Career highlights and awards
- 2× All-Star (1964, 1967); AL Rookie of the Year (1963); AL wins leader (1964); 2× AL ERA leader (1963, 1966);

= Gary Peters (baseball) =

American baseball player (1937–2023)

Gary Charles Peters (April 21, 1937 – January 26, 2023) was an American professional baseball player. He was a left-handed Major League Baseball pitcher who played on two major league teams for 14 seasons, from 1959 through 1972. He was one of the best-hitting pitchers of his era.

==Early life and education==
Peters was born on April 21, 1937, in Grove City, Pennsylvania, to Thomas and Elizabeth (Rowe) Peters.
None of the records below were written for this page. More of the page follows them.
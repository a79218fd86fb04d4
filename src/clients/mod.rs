/// Page targets the widget renders into
pub mod document;
/// Data entities for tracks and display labels
pub mod entities;
/// Error types and result aliases
pub mod errors;
/// Last.fm API client
pub mod lastfm;

pub use document::{Document, FragmentDirectory, MemoryDocument};
pub use lastfm::{LastFmClient, ScrobbleApi};
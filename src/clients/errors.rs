use thiserror::Error;

/// Result alias used across the crate
pub type Result<T> = std::result::Result<T, Error>;

/// Everything that can go wrong talking to Last.fm or writing the page
#[derive(Error, Debug)]
pub enum Error {
    /// Transport failure: connection, timeout, unreadable body
    #[error("LastFM request error: {0}")]
    LastFMRequestError(#[from] reqwest::Error),

    /// Body is not the JSON shape we read
    #[error("LastFM Deserialization error: {0}")]
    LastFMDeserializationError(#[from] serde_json::Error),

    /// Last.fm error envelope
    #[error("LastFM API error {code}: {message}")]
    LastFMApiError {
        /// Last.fm error code
        code: i64,
        /// Human readable message from Last.fm
        message: String,
    },

    /// Parsed body is missing a required field
    #[error("LastFM API unexpected response: {0}")]
    LastFMUnexpectedResponse(String),

    /// The element to write does not exist
    #[error("Target element not found: {0}")]
    MissingTarget(String),

    /// I/O failure while reading or writing the page
    #[error("Page error: {0}")]
    PageError(#[from] std::io::Error),

    /// Missing or invalid setting
    #[error("Configuration error: {0}")]
    ConfigurationError(String),
}

impl From<std::env::VarError> for Error {
    fn from(err: std::env::VarError) -> Self {
        Error::ConfigurationError(err.to_string())
    }
}

/// Coarse classification of an [`Error`], carried by refresh outcomes
#[derive(Debug, Clone, Copy, PartialEq, Eq)]
pub enum ErrorKind {
    /// Connection failure, timeout or unreadable body
    Network,
    /// Body was not the JSON we expected
    Parse,
    /// Last.fm answered with its error envelope
    Api,
    /// JSON parsed but lacked a required field
    UnexpectedResponse,
    /// The target element does not exist
    MissingTarget,
    /// Writing the target failed
    Page,
    /// Invalid or missing settings
    Configuration,
}

impl Error {
    /// Classify this error for reporting in a refresh outcome
    #[must_use]
    pub fn kind(&self) -> ErrorKind {
        match self {
            Error::LastFMRequestError(_) => ErrorKind::Network,
            Error::LastFMDeserializationError(_) => ErrorKind::Parse,
            Error::LastFMApiError { .. } => ErrorKind::Api,
            Error::LastFMUnexpectedResponse(_) => ErrorKind::UnexpectedResponse,
            Error::MissingTarget(_) => ErrorKind::MissingTarget,
            Error::PageError(_) => ErrorKind::Page,
            Error::ConfigurationError(_) => ErrorKind::Configuration,
        }
    }
}
use std::{path::PathBuf, sync::Arc, time::Duration};

use clap::{Args, Parser, Subcommand};
use log::{info, warn};
use rnowplaying::clients::{
    Document, FragmentDirectory, LastFmClient, MemoryDocument,
    errors::Result,
    lastfm::{DEFAULT_TIMEOUT, LastFmSettings},
};
use rnowplaying::render::{self, RenderOptions};
use rnowplaying::widget::{
    Config, ConfigBuilder, DEFAULT_REFRESH_INTERVAL, DEFAULT_TARGET_ID, Mode, Widget,
};

#[derive(Parser)]
#[command(name = "rnowplaying")]
#[command(version, about = "Render a Last.fm now playing widget into a page fragment", long_about = None)]
struct Cli {
    #[command(subcommand)]
    command: Commands,
}

#[derive(Subcommand)]
enum Commands {
    /// Refresh the fragment on a timer until interrupted
    Run(WidgetArgs),
    /// Refresh the fragment once
    Once(WidgetArgs),
    /// Fetch once and print the fragment to stdout
    Print(WidgetArgs),
}

#[derive(Args)]
struct WidgetArgs {
    /// Last.fm user name, defaults to $LASTFM_USER
    #[arg(long)]
    user: Option<String>,
    /// Last.fm API key, defaults to $LASTFM_API_KEY
    #[arg(long)]
    api_key: Option<String>,
    /// API root, defaults to $LASTFM_API_ROOT or the public Last.fm endpoint
    #[arg(long)]
    api_root: Option<String>,
    /// Directory holding `<target-id>.html`, defaults to the user cache directory
    #[arg(long)]
    out_dir: Option<PathBuf>,
    #[arg(long, default_value = DEFAULT_TARGET_ID)]
    target_id: String,
    #[arg(long, default_value_t = DEFAULT_REFRESH_INTERVAL.as_secs())]
    interval_secs: u64,
    #[arg(long, default_value_t = DEFAULT_TIMEOUT.as_secs())]
    timeout_secs: u64,
    #[arg(long, value_enum, default_value_t = Mode::NowPlaying)]
    mode: Mode,
    /// Leave out the Spotify and YouTube search links
    #[arg(long)]
    no_search_links: bool,
    /// Create an empty fragment file if the target does not exist yet
    #[arg(long)]
    create_target: bool,
}

impl WidgetArgs {
    fn lastfm_client(&self) -> Result<LastFmClient> {
        LastFmClient::from_settings(LastFmSettings {
            user: self.user.clone(),
            api_key: self.api_key.clone(),
            api_root: self.api_root.clone(),
            timeout: Some(Duration::from_secs(self.timeout_secs)),
        })
    }

    async fn fragment_directory(&self) -> Result<FragmentDirectory> {
        let directory = match &self.out_dir {
            Some(dir) => FragmentDirectory::new(dir),
            None => FragmentDirectory::try_default().await?,
        };
        if self.create_target {
            directory.ensure_element(&self.target_id).await?;
        }
        Ok(directory)
    }

    async fn config(&self, document: Arc<dyn Document>) -> Result<Config> {
        let lastfm = self.lastfm_client()?;
        info!("Using Last.fm user {}", lastfm.user());
        ConfigBuilder::new()
            .api(Arc::new(lastfm))
            .document(document)
            .target_id(self.target_id.clone())
            .refresh_interval(Duration::from_secs(self.interval_secs))
            .mode(self.mode)
            .render(RenderOptions {
                search_links: !self.no_search_links,
            })
            .build()
            .await
    }
}

pub async fn run() -> Result<()> {
    let cli = Cli::parse();

    match &cli.command {
        Commands::Run(args) => run_widget(args).await,
        Commands::Once(args) => refresh_once(args).await,
        Commands::Print(args) => print_fragment(args).await,
    }
}

async fn run_widget(args: &WidgetArgs) -> Result<()> {
    let document = args.fragment_directory().await?;
    info!("Writing fragments to {:?}", document.root());
    let widget = Arc::new(Widget::new(args.config(Arc::new(document)).await?));

    let handle = widget.start();
    if let Err(e) = tokio::signal::ctrl_c().await {
        warn!("Failed to listen for Ctrl-C: {e}");
    }
    info!("Shutting down ...");
    handle.stop().await;
    Ok(())
}

async fn refresh_once(args: &WidgetArgs) -> Result<()> {
    let document = args.fragment_directory().await?;
    let widget = Widget::new(args.config(Arc::new(document)).await?);
    let outcome = widget.refresh().await;
    info!("Refresh finished: {outcome:?}");
    Ok(())
}

async fn print_fragment(args: &WidgetArgs) -> Result<()> {
    // fetch only, the document is never written
    let widget = Widget::new(args.config(Arc::new(MemoryDocument::new())).await?);
    let outcome = widget.fetch().await;
    println!("{}", render::render(&outcome, &widget.config().render));
    Ok(())
}

#[cfg(test)]
mod tests {
    use super::*;
    use rnowplaying::clients::errors::ErrorKind;

    fn parse_args(args: &[&str]) -> WidgetArgs {
        let cli = Cli::try_parse_from(args).unwrap();
        match cli.command {
            Commands::Run(args) | Commands::Once(args) | Commands::Print(args) => args,
        }
    }

    #[test]
    fn test_defaults_follow_library_constants() {
        let args = parse_args(&["rnowplaying", "once"]);
        assert_eq!(args.interval_secs, DEFAULT_REFRESH_INTERVAL.as_secs());
        assert_eq!(args.timeout_secs, DEFAULT_TIMEOUT.as_secs());
        assert_eq!(args.target_id, DEFAULT_TARGET_ID);
        assert_eq!(args.mode, Mode::NowPlaying);
    }

    #[test]
    fn test_zero_timeout_is_rejected() {
        let args = parse_args(&[
            "rnowplaying",
            "print",
            "--user",
            "tester",
            "--api-key",
            "secret",
            "--timeout-secs",
            "0",
        ]);
        let err = args.lastfm_client().err().unwrap();
        assert_eq!(err.kind(), ErrorKind::Configuration);
    }
}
He attended Mercer High School and Grove City College.

At Mercer High School, he starred in basketball, leading the team to three regional championships. In his senior year in 1955, he was named All-State Pennsylvania. His school did not have a baseball team. Peters said he played sandlot, semi-pro, baseball. In 2024, he was posthumously inducted into Mercer's Athletic Hall of Fame.

In 1956, after signing a professional baseball contract as an amateur free agent with the Chicago White Sox, he attended Grove City College, where he majored in mathematics. Peters father knew White Sox scout Fred Schaffer, and they worked out an agreement where the White Sox would pay for Peters to go to college in the fall and spring, while playing minor league baseball in the summer. He stopped playing basketball midway through his junior year, to focus on baseball, but continued as a student, earning a degree in 1959.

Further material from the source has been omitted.